The new licensing model has also really put a stop to current projects developed in our +100 person department, in a +40.000 person company where we where a pilot project. Very unfortunate.

pulsebeat
Advocate IV
Advocate IV

What?  Your company is not willing to pay nearly $20,000,000/year so that people can use "citizen developer" apps to do things like, you know, sign up for courses and track whose turn it is to bring in the Friday donuts? What's wrong with your leadership!   

JohnP
Kudo Kingpin
Kudo Kingpin

The new pricing model does not scale well. Organizations may have thousands of *potential* or *occasional* users for any given app. Forcing licenses on all of them is not fair. The total silence from MS is not very surprising, but still disturbing.

WillEdz
Advocate I
Advocate I

This is starting to feel a bit like the moment when Microsoft sent out the message that Access Web Apps was being shut down. That caused a major wobble. The answer from Microsoft was rebuild all your stuff in PowerApps its great and free.... here we are a relatively short while later and the message is "Thanks for rebuilding everything (at your cost) - but since you have its time to pay again - but this time we are really going to make you pay - and we mean pay allot each month"

 

The questions and raised eyebrows that are being fired towards me are not good. 

 

Label1.Text="Your"

 

Label2.Text="Fired"

 

Text(Label1.Text, " ", Label2.Text)

pulsebeat
Advocate IV
Advocate IV

I prefer the string concatenation operator.

 

Set(varFirstPart, "I'm screwed.  Good time to");

Set(varSecondPart, "retire")

 

varFirstPart & " " & varSecondPart

FredericForest
Kudo Kingpin
Kudo Kingpin

Considering the utter lack of response from MS on some very genuine concern from the community (not even a "sorry guys but that's that") I'd say there's still some issue with the Communication connector :winking_face:

 

Notify("Hello world ?", NotificationType.Warning);

WillEdz
Advocate I
Advocate I

Careful you might need to upgrade to a $40 a month per user if you use variables :smirking_face:

robinlotz
Frequent Visitor

Office 365 E5 (Skype (with Phone call );Teams;Power BI Pro;Word;
Excel;Sharepoint;Outlook;OneDrive;PowerPoint;OneNote...) = 35$/user/month

Power Apps "Unlimited" (with ur own dev team / application maintenance team + licensing for ur cloud data base on AZURE ofc ) = 40$/user/month

Just saying...
The pricing before the update of the premium SQL connector was ok ...

FredericForest
Kudo Kingpin
Kudo Kingpin

Just saw the MS Ignite presentation on Power Apps licensing. Boy that made me sad... 

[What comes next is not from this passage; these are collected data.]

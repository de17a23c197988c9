//! Social platform connectors built on the `socialink` OAuth core.
//!
//! # Architecture
//!
//! ```text
//!    UI "Connect" button
//!          ↓
//! GET /api/oauth/:platform/start ──► provider consent page
//!          ↓
//! GET /api/oauth/:platform/callback
//!          ↓
//! ┌─────────────────────────────────────────┐
//! │  AuthorizationFlow (socialink)          │
//! │  consume state → exchange → profile     │
//! │  → encrypt tokens                       │
//! └─────────────────────────────────────────┘
//!          ↓                       ↑
//!     AccountSink        platform adapter (OAuthService
//!                        + ContentPublisher) from the registry
//! ```
//!
//! # Adapters
//!
//! | Platform  | Notes                                             |
//! |-----------|---------------------------------------------------|
//! | Instagram | long-lived tokens, no revocation endpoint         |
//! | TikTok    | `client_key`, video-only publishing, insights     |
//! | Twitter/X | PKCE S256, HTTP Basic client auth                 |
//! | LinkedIn  | OpenID Connect userinfo, `ugcPosts`               |
//! | Facebook  | Graph API v19.0, `fb_exchange_token` renewal      |

pub mod api;
pub mod platforms;
pub mod registry;
pub mod sink;

pub use api::{create_oauth_router, OAuthAppState};
pub use registry::ConnectorRegistry;
pub use sink::{AccountSink, InMemoryAccountSink};
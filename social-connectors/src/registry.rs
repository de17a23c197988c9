//! Connector registry - builds and looks up the configured platform adapters.

use crate::platforms::{
    FacebookConnector, InstagramConnector, LinkedinConnector, TiktokConnector, TwitterConnector,
};
use socialink::config::{AppConfig, PlatformCredentialsConfig};
use socialink::content::ContentPublisher;
use socialink::credentials::TokenCipher;
use socialink::oauth::{OAuthService, Platform, ProviderClient};
use socialink::OAuthResult;
use std::collections::BTreeMap;
use std::sync::Arc;
use std::time::Duration;

/// Adapters keyed by platform. Immutable once built.
#[derive(Clone, Default)]
pub struct ConnectorRegistry {
    connectors: BTreeMap<Platform, Arc<dyn ContentPublisher>>,
}

impl ConnectorRegistry {
    pub fn new() -> Self {
        Self::default()
    }

    /// Build one adapter per configured platform.
    ///
    /// Platforms without credentials never reach this point: `AppConfig`
    /// already skipped them (development) or refused to load (production).
    pub fn from_config(config: &AppConfig, cipher: Arc<TokenCipher>) -> OAuthResult<Self> {
        let timeout = Duration::from_secs(config.http.timeout_seconds);
        let mut registry = Self::new();

        for (platform, credentials) in &config.platforms {
            let connector = build_connector(*platform, credentials.clone(), Arc::clone(&cipher), timeout)?;
            registry.register(connector);
        }

        tracing::info!(
            platforms = ?registry.platforms(),
            "Connector registry initialized"
        );
        Ok(registry)
    }

    /// Add or replace the adapter for its platform.
    pub fn register(&mut self, connector: Arc<dyn ContentPublisher>) {
        self.connectors.insert(connector.platform(), connector);
    }

    pub fn get(&self, platform: Platform) -> Option<Arc<dyn ContentPublisher>> {
        self.connectors.get(&platform).cloned()
    }

    pub fn platforms(&self) -> Vec<Platform> {
        self.connectors.keys().copied().collect()
    }

    pub fn len(&self) -> usize {
        self.connectors.len()
    }

    pub fn is_empty(&self) -> bool {
        self.connectors.is_empty()
    }
}

/// Build the production adapter for `platform`.
pub fn build_connector(
    platform: Platform,
    credentials: PlatformCredentialsConfig,
    cipher: Arc<TokenCipher>,
    timeout: Duration,
) -> OAuthResult<Arc<dyn ContentPublisher>> {
    let client = ProviderClient::new(platform, credentials, cipher, timeout)?;
    let connector: Arc<dyn ContentPublisher> = match platform {
        Platform::Instagram => Arc::new(InstagramConnector::new(client)),
        Platform::Tiktok => Arc::new(TiktokConnector::new(client)),
        Platform::Twitter => Arc::new(TwitterConnector::new(client)),
        Platform::Linkedin => Arc::new(LinkedinConnector::new(client)),
        Platform::Facebook => Arc::new(FacebookConnector::new(client)),
    };
    Ok(connector)
}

Once there was beautiful platform full of potential. Then one day, the Licensing fairy came and cast a wicked spell on her...

The end.

 

strategery
Resolver II
Resolver II

I learned of this via pop-up when a user was trying to start an app. So my questions are

1) Is it apps created before Oct 1 that get the grace period or published before Oct 1?

2) Can we safely ignore this pop-up or is it indicative the app will be rendered useless soon?

 

Just my 2 cents.

I've been a contributor on the forums and helped others, spent many hours developing my own skills on this product. We already pay an Office365 subscription. When "on-premises" sources were deemed premium, I thought "well, it kinda makes sense...payback for developing the gateway, etc.". I convinced them to get Azure SQL by subscription, made sense, an easy sell.  Now this feels like the rug has been pulled from under us. So we pay for Office365, we pay for Azure SQL, and you want to charge more to bridge the gap? Is Microsoft trying to kill this product?  I'll be moving away from PowerApps if nothing changes, simply for the fact I can't provide solutions without the worry somewhere down the road taxes will be added to it. I'm a developer, not a salesman.